Man mano che, con l’avvio della c.d. “Fase 2”,  verrà allargandosi l’elenco delle attività per le quali sarà consentita la riapertura, i lavoratori che, in numero sempre maggiore, saranno riammessi al lavoro dovranno confrontarsi con il rispetto, da parte del proprio datore di lavoro, dei criteri fissati dalla legge e dalle Parti Sociali per la salvaguardia della loro salute,  segnalando eventualmente ai soggetti deputati le relative violazioni, ai fini di un’effettiva tutela.

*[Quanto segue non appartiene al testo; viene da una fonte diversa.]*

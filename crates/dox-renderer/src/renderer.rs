//! Document tree rendering.
//!
//! [`DocumentRenderer`] walks a decoded node sequence and appends HTML
//! fragments to an owned sink in document order. Dispatch is a pure
//! function of the node kind; a malformed node never aborts the walk.

use std::fmt::Write;

use dox_document::{Content, Node, NodeKind};
use tracing::warn;

use crate::markup::translate;

/// Result of rendering a document tree.
#[derive(Clone, Debug)]
pub struct RenderResult {
    /// Rendered HTML body fragments in document order.
    pub html: String,
    /// Structural mismatch diagnostics collected during rendering.
    pub warnings: Vec<String>,
}

/// Document tree renderer.
///
/// Renders depth-first, left to right. The only state threaded through the
/// recursion is the append-only output sink and the warning list; there is
/// no shared state across [`render`](Self::render) calls.
///
/// Error handling is local degradation: a node whose content shape does not
/// match its kind yields no output for that field and a recorded warning,
/// while siblings and ancestors render normally. Unknown kinds are skipped
/// silently.
pub struct DocumentRenderer {
    output: String,
    warnings: Vec<String>,
}

impl DocumentRenderer {
    /// Create a new renderer with an empty sink.
    #[must_use]
    pub fn new() -> Self {
        Self {
            output: String::with_capacity(4096),
            warnings: Vec::new(),
        }
    }

    /// Render a sequence of top-level nodes and return the result.
    #[must_use]
    pub fn render(mut self, nodes: &[Node]) -> RenderResult {
        for node in nodes {
            self.render_node(node);
        }
        RenderResult {
            html: self.output,
            warnings: self.warnings,
        }
    }

    fn render_node(&mut self, node: &Node) {
        match node.kind {
            NodeKind::Text => self.text(node),
            NodeKind::Title => self.title(node),
            NodeKind::Box
            | NodeKind::Code
            | NodeKind::Console
            | NodeKind::Command
            | NodeKind::Output => self.container(node),
            NodeKind::BulletList => self.bullet_list(node),
            NodeKind::NumberedList => self.numbered_list(node),
            NodeKind::Table => self.table(node),
            // `index` is reserved: recognized, renders nothing.
            NodeKind::Index | NodeKind::Unknown => {}
        }
    }

    fn text(&mut self, node: &Node) {
        match &node.content {
            Some(Content::Text(text)) => {
                let class = style_class(node);
                write!(self.output, r#"<p class="{class}">{}</p>"#, translate(text)).unwrap();
            }
            _ => self.mismatch(node.kind, "a literal string"),
        }
    }

    fn title(&mut self, node: &Node) {
        match &node.content {
            Some(Content::Text(text)) => {
                write!(
                    self.output,
                    r#"<p class="title{}">{}</p>"#,
                    node.level,
                    translate(text)
                )
                .unwrap();
            }
            _ => self.mismatch(node.kind, "a literal string"),
        }
    }

    fn container(&mut self, node: &Node) {
        let class = style_class(node);
        write!(self.output, r#"<div class="{class}">"#).unwrap();
        match &node.content {
            Some(Content::Many(children)) => {
                for child in children {
                    self.render_node(child);
                }
            }
            Some(Content::One(child)) => self.render_node(child),
            Some(Content::Text(_)) => self.mismatch(node.kind, "child nodes"),
            None => {}
        }
        self.output.push_str("</div>");
    }

    fn bullet_list(&mut self, node: &Node) {
        let class = style_class(node);
        write!(self.output, r#"<ul class="{class}">"#).unwrap();
        self.list_items(node);
        self.output.push_str("</ul>");
    }

    fn numbered_list(&mut self, node: &Node) {
        let ordinal = style_class(node);
        write!(self.output, r#"<ol type="{ordinal}">"#).unwrap();
        self.list_items(node);
        self.output.push_str("</ol>");
    }

    fn list_items(&mut self, node: &Node) {
        match &node.content {
            Some(Content::Many(items)) => {
                for item in items {
                    self.output.push_str("<li>");
                    self.render_node(item);
                    self.output.push_str("</li>");
                }
            }
            Some(_) => self.mismatch(node.kind, "a sequence of child nodes"),
            None => {}
        }
    }

    fn table(&mut self, node: &Node) {
        let class = style_class(node);
        write!(self.output, r#"<table class="{class}">"#).unwrap();
        if let Some(headers) = &node.headers {
            self.output.push_str("<thead><tr>");
            for cell in headers {
                self.output.push_str("<th>");
                self.render_node(cell);
                self.output.push_str("</th>");
            }
            self.output.push_str("</tr></thead>");
        }
        if let Some(rows) = &node.rows {
            self.output.push_str("<tbody>");
            for row in rows {
                self.output.push_str("<tr>");
                for cell in &row.cells {
                    self.output.push_str("<td>");
                    self.render_node(cell);
                    self.output.push_str("</td>");
                }
                self.output.push_str("</tr>");
            }
            self.output.push_str("</tbody>");
        }
        self.output.push_str("</table>");
    }

    fn mismatch(&mut self, kind: NodeKind, expected: &str) {
        let message = format!("{} node content is not {expected}; skipped", kind.tag());
        warn!("{message}");
        self.warnings.push(message);
    }
}

impl Default for DocumentRenderer {
    fn default() -> Self {
        Self::new()
    }
}

/// Node style with the per-kind default applied.
fn style_class(node: &Node) -> &str {
    node.style.as_deref().unwrap_or(node.kind.default_style())
}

L’art.1, n. 9, del DPCM 11 marzo 2020, contiene le raccomandazioni generali per il contenimento del contagio e per la protezione della salute dei lavoratori – successivamente integrate e specificate dalle parti sociali con il Protocollo 14.3.2020 – in base alle quali le imprese sono chiamate a:

  • adottare, laddove possibile, modalità di lavoro agile (c.d. smart working);
  • incentivare la fruizione di ferie e congedi retribuiti nonché il ricorso agli altri strumenti previsti dalla contrattazione collettiva prima dell’accesso a una delle misure di sostegno al reddito (Cassa, FIS e Cassa in deroga), o al fine di prolungare l’allontanamento dei lavoratori dal posto di lavoro, ove sia necessario effettuare preventivi interventi di sanificazione degli ambienti e/o nel tempo ancora necessario a dotarsi dei Dispositivi di Protezione Individuale (DPI);
  • sospendere le attività̀ dei reparti aziendali non indispensabili alla produzione;
  • adottare protocolli di sicurezza anti-contagio e, in particolare, laddove l’attività non consenta il rispetto della distanza interpersonale di un metro, identificata come principale misura di contenimento, dotare i dipendenti dei DPI, e dunque, ai sensi del Protocollo 14.3.20, di “mascherine e altri dispositivi quali guanti, occhiali, tute, cuffie, camici, ecc.” – ;
  • effettuare pulizia (giornaliera) e sanificazione (periodica) degli ambienti di lavoro, quest’ultima anche con riferimento a tastiere, schermi, touch e mouse con adeguati detergenti;
  • garantire il rispetto delle precauzioni igieniche personali, mettendo a disposizione idonei mezzi detergenti per le mani;
  • limitare al massimo gli spostamenti all’interno dei siti produttivi e contingentare l’accesso ai luoghi comuni oltre che l’ingresso in azienda, con previsione di orari scaglionati e percorsi distinti che consentano di evitare il più possibile i contatti nelle aree comuni;
  • regolare le modalità per le riunioni – che dovranno per lo più tenersi da remoto, salvo assoluta necessità e comunque nel rispetto degli obblighi di distanziamento interpersonale e adeguata pulizia e areazione dei locali – ed escludere eventi interni e di formazione – da svolgersi a distanza o in alternativa da rinviare, senza che ciò comporti l’impossibilità di continuare a svolgere lo specifico ruolo e/o funzione – ;
  • sospendere e annullare trasferte e viaggi di lavoro;
  • costituire in azienda un “comitato per l’applicazione e la verifica delle regole del protocollo di regolamentazione”, al quale devono partecipare le rappresentanze sindacali aziendali e il RLS.

A ciò si aggiungono le precauzioni e le azioni da adottare per evitare e/o contenere il contagio, in caso di presenza di infezioni nell’ambiente di lavoro – compresa la possibilità di sottoporre i lavoratori, al momento dell’ingresso in azienda al controllo della temperatura corporea, sia pure nel rispetto dei principi generali in materia di tutela della privacy – il che va a comporre una sorta di codice di autoregolamentazione, la cui adozione è diventata obbligatoria con il DPCM del 22 marzo,  che contiene le disposizioni attuative del decreto-legge 23 febbraio 2020, n. 6.

Ciò significa pertanto che i lavoratori, riscontrata la mancata attuazione nell’impresa presso cui lavorano di una o più delle misure indicate, previo esercizio del diritto-dovere di segnalare le mancanze al RLS e/o ai componenti del Comitato di controllo, possano rifiutarsi di rendere la prestazione, in quanto inesigibile nelle condizioni date.

Da segnalare altresì che l’eventuale inadempienza datoriale alle prescrizioni sopra riportate può favorire – anche nelle imprese in cui il rischio biologico dell’esposizione al virus non sia “specifico” (cioè connaturato al tipo di attività, quale quella del personale sanitario e para-sanitario) – il riconoscimento di infortunio da contrazione del Coronavirus, nonché il riscontro di eventuale responsabilità dell’impresa nella causazione dell’infortunio stesso, con conseguente obbligo, a carico del datore di lavoro, di risarcire il danno all’integrità psico-fisica che ne sia eventualmente conseguito.